De Raad van State heeft het kabinet geadviseerd om het wetsvoorstel Wet werkelijk rendement box 3 drastisch aan te passen. In een reactie aan de Tweede Kamer geeft het kabinet aan dat het de voorgestelde wet toch als beste optie ziet. Het is de bedoeling om het wetsvoorstel in het eerste kwartaal van 2025 in te dienen bij de Tweede Kamer. Waarom?

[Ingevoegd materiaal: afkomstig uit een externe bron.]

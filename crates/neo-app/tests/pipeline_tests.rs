use neo_app::config::{AutoTrigger, RunConfig};
use neo_app::feed::{load_feed, parse_feed};
use neo_app::state::AppState;
use neo_core::commands::SimCommand;
use neo_core::enums::{DamageZone, ImpactPhase, InfrastructureKind};
use neo_core::events::SimEvent;
use neo_core::types::{GeoPoint, NeoRecord};
use neo_physics::area::{build_area_report, parse_sites};
use neo_physics::kinetic_energy;

const FEED: &str = r#"[
    {"id": "2000433", "name": "433 Eros", "diameterMinMeters": 800, "diameterMaxMeters": 1200,
     "velocityKmPerSec": 20.0, "missDistanceKm": 45000000, "potentiallyHazardous": false},
    {"id": "3542519", "name": "(2010 PK9)", "diameterMinMeters": 120, "diameterMaxMeters": 270,
     "velocityKmPerSec": 14.2, "missDistanceKm": 4500000, "potentiallyHazardous": true},
    {"id": "broken", "name": "no size", "diameterMinMeters": 0, "diameterMaxMeters": 0,
     "velocityKmPerSec": 11.0, "missDistanceKm": 900000, "potentiallyHazardous": false}
]"#;

fn records() -> Vec<NeoRecord> {
    parse_feed(FEED).unwrap()
}

fn run_to_completion(config: RunConfig) -> (neo_app::game_loop::RunSummary, AppState) {
    let state = AppState::new();
    state
        .start(config, vec![SimCommand::LoadFeed { records: records() }])
        .unwrap();
    let summary = state.wait().unwrap();
    (summary, state)
}

#[test]
fn test_feed_to_impact_report() {
    let config = RunConfig {
        frames: 3000,
        auto_trigger: Some(AutoTrigger {
            body_id: "3542519".into(),
            velocity_km_s: 20.0,
            at_frame: 10,
        }),
        ..Default::default()
    };
    let (summary, state) = run_to_completion(config);

    assert_eq!(summary.frames_run, 3000);
    assert!(summary.events.contains(&SimEvent::BodiesLoaded {
        count: 2,
        skipped: 1
    }));

    let report = summary
        .events
        .iter()
        .find_map(|e| match e {
            SimEvent::ImpactArrived { body_id, report } if body_id == "3542519" => Some(report),
            _ => None,
        })
        .expect("impact should arrive within the frame budget");
    assert_eq!(report.diameter_m, 195.0);
    assert_eq!(report.velocity_km_s, 20.0);
    assert!((report.kinetic_energy_j - kinetic_energy(195.0, 20.0)).abs() / report.kinetic_energy_j < 1e-12);

    let snapshot = state.snapshot().unwrap();
    assert_eq!(snapshot.impact.phase, ImpactPhase::Idle);
    assert_eq!(snapshot.bodies.len(), 1);
    assert_eq!(snapshot.bodies[0].id, "2000433");
}

#[test]
fn test_runs_are_deterministic() {
    let config = RunConfig {
        frames: 400,
        auto_trigger: Some(AutoTrigger {
            body_id: "2000433".into(),
            velocity_km_s: 30.0,
            at_frame: 0,
        }),
        ..Default::default()
    };
    let (summary_a, state_a) = run_to_completion(config.clone());
    let (summary_b, state_b) = run_to_completion(config);

    assert_eq!(
        serde_json::to_string(&summary_a).unwrap(),
        serde_json::to_string(&summary_b).unwrap()
    );
    assert_eq!(
        serde_json::to_string(&state_a.snapshot()).unwrap(),
        serde_json::to_string(&state_b.snapshot()).unwrap()
    );
}

#[test]
fn test_unknown_trigger_reports_warning() {
    let config = RunConfig {
        frames: 5,
        auto_trigger: Some(AutoTrigger {
            body_id: "nope".into(),
            velocity_km_s: 12.0,
            at_frame: 2,
        }),
        ..Default::default()
    };
    let (summary, state) = run_to_completion(config);

    assert!(summary
        .alerts
        .iter()
        .any(|a| a.message.contains("unknown body nope") && a.frame == 2));
    assert!(!summary
        .events
        .iter()
        .any(|e| matches!(e, SimEvent::ImpactStarted { .. })));
    assert_eq!(state.snapshot().unwrap().bodies.len(), 2);
}

#[test]
fn test_shutdown_stops_unbounded_run() {
    let state = AppState::new();
    let config = RunConfig {
        frames: 0,
        realtime: true,
        ..Default::default()
    };
    state
        .start(config, vec![SimCommand::LoadFeed { records: records() }])
        .unwrap();
    state
        .send_command(SimCommand::SetPaused { paused: true })
        .unwrap();

    std::thread::sleep(std::time::Duration::from_millis(50));
    let summary = state.shutdown().unwrap();
    assert!(summary.frames_run >= 1);
    assert!(state.send_command(SimCommand::Reset).is_err());
}

#[test]
fn test_config_and_feed_from_disk() {
    let dir = std::env::temp_dir().join(format!("neo-app-test-{}", std::process::id()));
    std::fs::create_dir_all(&dir).unwrap();
    let feed_path = dir.join("feed.json");
    let config_path = dir.join("run.json");
    std::fs::write(&feed_path, FEED).unwrap();
    std::fs::write(&config_path, r#"{"frames": 12, "sim": {"seed": 5}}"#).unwrap();

    let records = load_feed(&feed_path).unwrap();
    let config = RunConfig::load(&config_path).unwrap();
    assert_eq!(records.len(), 3);
    assert_eq!(config.frames, 12);
    assert_eq!(config.sim.seed, 5);

    std::fs::remove_dir_all(&dir).ok();
}

#[test]
fn test_area_report_from_overpass_response() {
    let response: serde_json::Value = serde_json::from_str(
        r#"{"elements": [
            {"type": "node", "lat": 40.7128, "lon": -74.0060,
             "tags": {"amenity": "hospital", "name": "Downtown General"}},
            {"type": "way", "center": {"lat": 40.78, "lon": -74.0060},
             "tags": {"amenity": "school"}},
            {"type": "way", "center": {"lat": 40.90, "lon": -74.0060},
             "tags": {"landuse": "farmland"}},
            {"type": "node", "tags": {"amenity": "clinic"}}
        ]}"#,
    )
    .unwrap();

    let impact = GeoPoint::new(40.7128, -74.0060);
    let energy = kinetic_energy(195.0, 20.0);
    let report = build_area_report(impact, energy, parse_sites(&response));

    assert_eq!(report.hospitals_affected, 1);
    assert_eq!(report.schools_affected, 1);
    assert_eq!(report.farmland_affected, 1);
    assert_eq!(report.industrial_affected, 0);
    assert_eq!(report.infrastructure.len(), 3);

    let hospital = &report.infrastructure[0];
    assert_eq!(hospital.kind, InfrastructureKind::Medical);
    assert_eq!(hospital.zone, DamageZone::Thermal);
    assert!(hospital.distance_km < 1e-6);

    // ~7.5 km north
    assert_eq!(report.infrastructure[1].zone, DamageZone::Pressure);
    // ~20.9 km north
    assert_eq!(report.infrastructure[2].zone, DamageZone::Shrapnel);

    assert!(report.search_radius_m >= 2000.0 && report.search_radius_m <= 15000.0);
}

Noodzaak voor een nieuw stelsel
Het kabinet blijft voorstander van de overgang naar een stelsel op basis van werkelijk rendement. Er is een grote maatschappelijke en politieke wens om in box 3 het werkelijke rendement te belasten. Alle denkbare opties hebben naast voordelen ook nadelen, op het vlak van juridische houdbaarheid, maatschappelijk draagvlak, budgettaire gevolgen, effecten op de economie, uitvoeringsgevolgen en doenvermogen. Bij de keuze voor het nieuwe stelsel is steeds sprake van een uitruil tussen deze verschillende invalshoeken. Voor box 3 is nu het moment aangebroken waarbij een keuze moet worden gemaakt tussen imperfecte alternatieven.
Complexiteit
Een toename van complexiteit is inherent aan het introduceren van een stelsel op basis van werkelijk rendement. Er wordt immers afgestapt van een zeer eenvoudig forfaitair stelsel en een stelsel op basis van de complexe werkelijkheid komt daarvoor in de plaats.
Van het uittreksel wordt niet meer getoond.